Regd. Off: 1111-A Raheja Chambers, 213, Nariman Point, Mumbai – 400021 Tel No.: (022) 22852796-97-99, E-mail: [email protected] Website: www.indsoya.com CIN: L67120MH1980PLC023332

22[nd] April 2021

To,

The Bombay Stock Exchange Limited
Department of Corporate Services,
P.J. Towers, Dalal Street,
Mumbai‐ 400001
The Listing Department
Delhi Stock Exchange Limited
DSE House, 3/1 Asaf Ali Road,
New Delhi‐110002

Dear Sirs,

Sub: Outcome of Board Meeting held on Thursday, 22[nd] April 2020

Pursuant to Regulation 30 of the SEBI (Listing Obligations and Disclosure Requirements) Regulations, 2015, we wish to inform you that the Board of Directors of the Company Indsoya Limited at their meeting held today i.e 22[nd] April 2021 have inter alia, considered and approved the following businesses:

  1. The sub‐division of existing 1 (one) Equity Share of face value Rs. 10/‐ each fully paid up into 2 (two) Equity Shares of Rs. 5/‐ each fully paid up, subject to approval of shareholders.

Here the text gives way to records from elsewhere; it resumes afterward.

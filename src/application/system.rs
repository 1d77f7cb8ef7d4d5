//! Composition root: builds every component from the immutable config and
//! owns the background tasks (nightly health sweep, live candle refresher).

use crate::application::health_monitor::HealthMonitor;
use crate::application::orchestrator::PredictionOrchestrator;
use crate::application::training_queue::TrainingQueue;
use crate::application::window_loader::WindowLoader;
use crate::config::{Config, ProviderKind};
use crate::domain::market::{IstEquityCalendar, TradingCalendar};
use crate::domain::ports::CandleProvider;
use crate::domain::repositories::{CandleRepository, PredictionRepository, TrainingRepository};
use crate::infrastructure::bots::{BotRegistry, MomentumBot, RidgeBot};
use crate::infrastructure::core::http_client_factory::build_client;
use crate::infrastructure::hub::SubscriptionHub;
use crate::infrastructure::observability::Metrics;
use crate::infrastructure::persistence::Database;
use crate::infrastructure::persistence::repositories::{
    SqliteCandleRepository, SqlitePredictionRepository, SqliteTrainingRepository,
};
use crate::infrastructure::upstream::{UpstoxProvider, YahooProvider};
use anyhow::Result;
use std::collections::HashMap;
use std::sync::Arc;
use std::time::Duration;
use tracing::{info, warn};

pub struct Application {
    pub config: Config,
    pub calendar: Arc<dyn TradingCalendar>,
    pub loader: Arc<WindowLoader>,
    pub orchestrator: Arc<PredictionOrchestrator>,
    pub training_queue: Arc<TrainingQueue>,
    pub health_monitor: Arc<HealthMonitor>,
    pub hub: Arc<SubscriptionHub>,
    pub bots: Arc<BotRegistry>,
    pub candle_repo: Arc<dyn CandleRepository>,
    pub prediction_repo: Arc<dyn PredictionRepository>,
    pub training_repo: Arc<dyn TrainingRepository>,
    pub metrics: Metrics,
}

impl Application {
    pub async fn build(config: Config) -> Result<Arc<Self>> {
        let database = Database::new(&config.database_url).await?;
        let candle_repo: Arc<dyn CandleRepository> =
            Arc::new(SqliteCandleRepository::new(database.pool.clone()));
        let prediction_repo: Arc<dyn PredictionRepository> =
            Arc::new(SqlitePredictionRepository::new(database.pool.clone()));
        let training_repo: Arc<dyn TrainingRepository> =
            Arc::new(SqliteTrainingRepository::new(database.pool.clone()));

        let calendar: Arc<dyn TradingCalendar> =
            Arc::new(IstEquityCalendar::new(config.holidays.clone()));
        let metrics = Metrics::new()?;

        let client = build_client(Duration::from_secs(config.upstream_timeout_secs));
        let mut providers: Vec<Arc<dyn CandleProvider>> = Vec::new();
        for kind in &config.provider_order {
            match kind {
                ProviderKind::Upstox => providers.push(Arc::new(UpstoxProvider::new(
                    client.clone(),
                    config.upstox_base_url.clone(),
                    config.upstox_access_token.clone(),
                ))),
                ProviderKind::Yahoo => providers.push(Arc::new(YahooProvider::new(
                    client.clone(),
                    config.yahoo_base_url.clone(),
                ))),
            }
        }
        info!(
            "providers: {:?}",
            providers.iter().map(|p| p.name().to_string()).collect::<Vec<_>>()
        );

        let loader = Arc::new(WindowLoader::new(
            &config,
            Arc::clone(&candle_repo),
            providers,
            Arc::clone(&calendar),
            metrics.clone(),
        ));

        let mut registry = BotRegistry::new();
        registry.register(Arc::new(MomentumBot::new(config.model_root.clone())));
        registry.register(Arc::new(RidgeBot::new(config.model_root.clone())));
        let bots = Arc::new(registry);
        info!("bots registered: {:?}", bots.names());

        let hub = Arc::new(SubscriptionHub::new(Duration::from_millis(
            config.publish_grace_ms,
        )));

        let orchestrator = Arc::new(PredictionOrchestrator::new(
            &config,
            Arc::clone(&loader),
            Arc::clone(&bots),
            Arc::clone(&prediction_repo),
            Arc::clone(&hub),
            metrics.clone(),
        ));

        let health_monitor = Arc::new(HealthMonitor::new(
            Arc::clone(&training_repo),
            Arc::clone(&prediction_repo),
            Arc::clone(&candle_repo),
            Arc::clone(&calendar),
            config.health,
        ));

        let training_queue = Arc::new(TrainingQueue::new(
            &config,
            Arc::clone(&loader),
            Arc::clone(&bots),
            Arc::clone(&training_repo),
            Arc::clone(&health_monitor),
            Arc::clone(&hub),
            Arc::clone(&calendar),
            metrics.clone(),
        ));

        Ok(Arc::new(Self {
            config,
            calendar,
            loader,
            orchestrator,
            training_queue,
            health_monitor,
            hub,
            bots,
            candle_repo,
            prediction_repo,
            training_repo,
            metrics,
        }))
    }

    /// Spawn the nightly health sweep and the live candle refresher.
    pub fn start_background(self: &Arc<Self>) {
        Arc::clone(&self.health_monitor).spawn_nightly();

        let app = Arc::clone(self);
        tokio::spawn(async move {
            app.refresh_loop().await;
        });
    }

    /// Poll the newest candle for every topic with subscribers and push
    /// fresh ones through the hub.
    async fn refresh_loop(self: Arc<Self>) {
        let mut ticker =
            tokio::time::interval(Duration::from_secs(self.config.live_refresh_secs.max(5)));
        let mut last_published: HashMap<(String, crate::domain::market::Timeframe), chrono::DateTime<chrono::Utc>> =
            HashMap::new();
        loop {
            ticker.tick().await;
            self.metrics
                .hub_subscribers
                .set(self.hub.subscriber_count().await as f64);

            for topic in self.hub.active_topics().await {
                match self
                    .loader
                    .fetch_latest(&topic.symbol, topic.timeframe)
                    .await
                {
                    Ok(candle) => {
                        let key = (topic.symbol.clone(), topic.timeframe);
                        let is_new = last_published
                            .get(&key)
                            .map(|prev| candle.ts > *prev)
                            .unwrap_or(true);
                        if is_new {
                            last_published.insert(key, candle.ts);
                            self.hub.publish_candle(&candle).await;
                        }
                    }
                    Err(e) => {
                        warn!(
                            "live refresh failed for {}/{}: {}",
                            topic.symbol, topic.timeframe, e
                        );
                    }
                }
            }
        }
    }
}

Detailed disclosure in terms of Regulation 30 of Listing Regulations, 2015 read with SEBI circular dated 9[th] September 2015 is enclosed as Annexure 1

Further, the record date for the purpose of sub‐division of equity shares shall be decided after obtaining approval of sub‐division from the members through postal ballot and will be intimated in due course.

  1. Alteration of Authorised Share Capital of the Company from Rs. 50,00,000/‐ divided into 5,00,000 (Five Lakh) Equity shares of Rs. 10 each to Rs. 50,00,000/‐ divided into 10,00,000 (Ten Lakh) Equity Shares of Rs. 5 each and consequent alteration in Capital Clause of Memorandum of Association of the Company, subject to shareholdersʹ approval

  2. Considered and approved the draft notice of Postal Ballot to seek shareholders’ approval.

  3. The Board of Directors has appointed Mr. Martinho Ferrao, Practicing Company Secretary (Membership no. FCS 6221) of M/s. Martinho Ferrao and Associates as the Scrutinizer to scrutinize the Postal Ballot process and e‐voting during the shareholders meeting.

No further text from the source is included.